Monday, Jul. 01, 1940

Liberal Conservative

As I REMEMBER HIM--THE BIOGRAPHY OF R. S.--Hans Zinsser--Little, Brown ($2.75).

It is clear that "R. S." and his old friend Hans Zinsser (Rats, Lice and History--TIME, Feb. 11, 1935) are one and the same man. Thanks to this adroit device, Dr. Zinsser eats, has and hands out whatever cake he pleases. As R. S. he shoots off his mouth to his heart's content.

As Biographer Zinsser, he gives R. S.

brakes and a steering wheel. In the end, treating himself to an autobiographer's rarest pleasure, he describes his own peaceful death.

R. S. was a doctor, but As I Remember Him is not another doctor book. Zinsser is interested in R. S. as "a noticeably average representative of that educated middle class . . . nostalgically conservative, yet trying hard to fall in with the spirit of the times. . . ." By writing his life and, still more, his opinions, he hoped to give an image of a class, a generation and an age, "more or less as Henry Adams wrote about himself." The result is an ingratiating hodgepodge of reminiscence, ironic sentiment, anecdote, medical history, opinionation, earnest philosophy. As such the book is an excellent portrait of an aging, humane, liberal conservative.

When he studied at Columbia University, R. S. expected to become a writer.

But one day he hit an anthropologist on the ear with a snowball. Later, feeling guilty, he took a course with him. The professor opened to him the world of science and, though he continued to write sonnets, he worked in that world from then on.

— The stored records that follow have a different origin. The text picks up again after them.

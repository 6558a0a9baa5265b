use serde::Serialize;

/// A snapshot of a monitor taken at the moment it published.
#[derive(Debug, Clone, Copy, PartialEq, Eq, Serialize)]
pub struct ProgressEvent {
    progress: u64,
    maximum: Option<u64>,
}

impl ProgressEvent {
    pub(crate) fn new(progress: u64, maximum: Option<u64>) -> Self {
        Self { progress, maximum }
    }

    /// The progress count at publish time.
    pub fn progress(&self) -> u64 {
        self.progress
    }

    /// The maximum at publish time, if one was set.
    pub fn maximum(&self) -> Option<u64> {
        self.maximum
    }
}

/// Receives [`ProgressEvent`]s from a monitor.
///
/// Listeners run synchronously on the thread that advanced the monitor and
/// must not call back into it.
pub trait ProgressListener: Send {
    /// Called once for each published event.
    fn progress_changed(&mut self, event: &ProgressEvent);
}

impl<F> ProgressListener for F
where
    F: FnMut(&ProgressEvent) + Send,
{
    fn progress_changed(&mut self, event: &ProgressEvent) {
        self(event)
    }
}
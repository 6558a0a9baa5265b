use crate::error::{DirectoryUploadNotRecursiveSnafu, PathNotFoundSnafu, Result};
use crate::progress::SharedMonitor;
use crate::storage::constants::{DEFAULT_BUFFER_SIZE, DEFAULT_CONCURRENCY};
use crate::storage::utils::path::build_remote_path;
use crate::storage::utils::size::format_size;
use async_recursion::async_recursion;
use futures::stream::{self, StreamExt, TryStreamExt};
use opendal::Operator;
use snafu::ensure;
use std::path::{Path, PathBuf};
use tokio::fs;
use tokio::io::{AsyncReadExt, BufReader};

/// Trait for uploading files and directories to storage.
pub trait Uploader {
    /// Upload a single file or directory from local to remote storage.
    ///
    /// The combined size of every file becomes the monitor's maximum and the
    /// monitor is completed once all files are written.
    ///
    /// # Arguments
    /// * `local_path` - Source path on local filesystem (file or directory)
    /// * `remote_path` - Destination path in storage
    /// * `recursive` - Whether to upload directories recursively
    /// * `monitor` - Receives the number of bytes written so far
    ///
    /// # Returns
    /// * `Result<u64>` - Total bytes uploaded
    async fn upload(
        &self,
        local_path: &str,
        remote_path: &str,
        recursive: bool,
        monitor: &SharedMonitor,
    ) -> Result<u64>;
}

/// A local file scheduled for upload.
#[derive(Debug)]
struct LocalFile {
    path: PathBuf,
    remote_path: String,
    size: u64,
}

/// Implementation of Uploader for OpenDAL Operator.
pub struct OpenDalUploader {
    operator: Operator,
}

impl OpenDalUploader {
    /// Create a new uploader with the given OpenDAL operator.
    pub fn new(operator: Operator) -> Self {
        Self { operator }
    }

    /// Upload a single file, reporting every buffer written.
    async fn upload_file_streaming(&self, file: &LocalFile, monitor: &SharedMonitor) -> Result<()> {
        let mut reader = BufReader::new(fs::File::open(&file.path).await?);
        let mut buffer = vec![0u8; DEFAULT_BUFFER_SIZE];
        let mut total_bytes = 0u64;
        let mut writer = self.operator.writer(&file.remote_path).await?;

        loop {
            let bytes_read = reader.read(&mut buffer).await?;
            if bytes_read == 0 {
                break;
            }
            writer.write(buffer[..bytes_read].to_vec()).await?;
            // The maximum was planned from `file.size`; bytes appended since are not counted.
            let counted = (bytes_read as u64).min(file.size.saturating_sub(total_bytes));
            total_bytes += bytes_read as u64;
            monitor.advance(counted)?;
        }
        writer.close().await?;
        println!(
            "\nUploaded: {} → {} ({})",
            file.path.display(),
            file.remote_path,
            format_size(total_bytes)
        );
        Ok(())
    }
}

/// Collect every file below `dir`, mapping each to a path under `remote_base`.
#[async_recursion]
async fn collect_files(dir: &Path, remote_base: &str, files: &mut Vec<LocalFile>) -> Result<()> {
    let mut entries = fs::read_dir(dir).await?;
    while let Some(entry) = entries.next_entry().await? {
        let local_file_path = entry.path();
        let file_name = entry.file_name().to_string_lossy().to_string();
        let remote_path = build_remote_path(remote_base, &file_name);
        let meta = entry.metadata().await?;

        if meta.is_dir() {
            collect_files(&local_file_path, &remote_path, files).await?;
        } else {
            files.push(LocalFile {
                path: local_file_path,
                remote_path,
                size: meta.len(),
            });
        }
    }
    Ok(())
}

impl Uploader for OpenDalUploader {
    async fn upload(
        &self,
        local_path: &str,
        remote_path: &str,
        recursive: bool,
        monitor: &SharedMonitor,
    ) -> Result<u64> {
        let path = Path::new(local_path);
        ensure!(
            path.exists(),
            PathNotFoundSnafu {
                path: path.to_path_buf()
            }
        );

        let mut files = Vec::new();
        if path.is_dir() {
            ensure!(recursive, DirectoryUploadNotRecursiveSnafu);
            collect_files(path, remote_path, &mut files).await?;
        } else {
            let file_name = path
                .file_name()
                .map(|s| s.to_string_lossy().to_string())
                .unwrap_or_else(|| local_path.to_string());
            files.push(LocalFile {
                path: path.to_path_buf(),
                remote_path: build_remote_path(remote_path, &file_name),
                size: fs::metadata(path).await?.len(),
            });
        }

        let total: u64 = files.iter().map(|f| f.size).sum();
        log::debug!(
            "upload plan local_path={local_path} files={} bytes={total}",
            files.len()
        );
        if total > 0 {
            monitor.set_maximum(total)?;
        }

        stream::iter(files)
            .map(|file| async move { self.upload_file_streaming(&file, monitor).await })
            .buffer_unordered(DEFAULT_CONCURRENCY)
            .try_collect::<Vec<()>>()
            .await?;

        monitor.complete();
        Ok(total)
    }
}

To his early romantic experiences R. S.

devotes two shyly ironic chapters. Once, in shocked compassion, he gave a prostitute $15 to take the night off from her dreadful trade. In no time at all she turned up at the same bar with another man. As a young doctor his thoroughness drove patients out of their wits and his office. It was a relief when at last he got to laboratory work, where he wanted to be and spent most of his life.

"Medicine," as the blurb sings, "has taken R. S. to the four corners of the earth": to Serbia (typhoid epidemic), France (World War I), Russia (famine and cholera), Mexico, China. In Serbia he met a Bishop who entertained himself each morning by taking shots at an old rabbit on the hillside. He wouldn't let R. S. shoot; he was afraid R. S. might hit the rabbit. On the boat to Mexico he made friends with Hart Crane, "a generous, warmhearted person, obviously drinking hard because of intense unhappiness." R. S. loved liquor, France, poetry, music, ribald talk, the division of his life between teaching and research, and the sound of his own voice. He profoundly admired Herbert Hoover for his relief work--"It is too bad he became only a President later on." He bitterly despised Soviet Russia: ". . . The governing mob cared little in those days about a hundred thousand lives more or less . . .

if only they could attain the noble ideals of Marxian theory." Of his two years in World War I he never cared to talk; the thought of the far greater sufferings of others always shamed him.

Best anecdote: Absentminded, R. S. leaves, under a hotel bed, in a self-addressed paper bag, a dead syphilitic baby.

In his preface Hans Zinsser takes heart in a remark of Sainte-Beuve's: "Nothing is so painful to me as the disdain with which one often treats writers of the second rank, as if there were room only for those of the first." Considering the number and excellence of the second rank, As I Remember Him may belong, rather, to the third. But for any book half as abundant and a tenth as likable, there is room and welcome.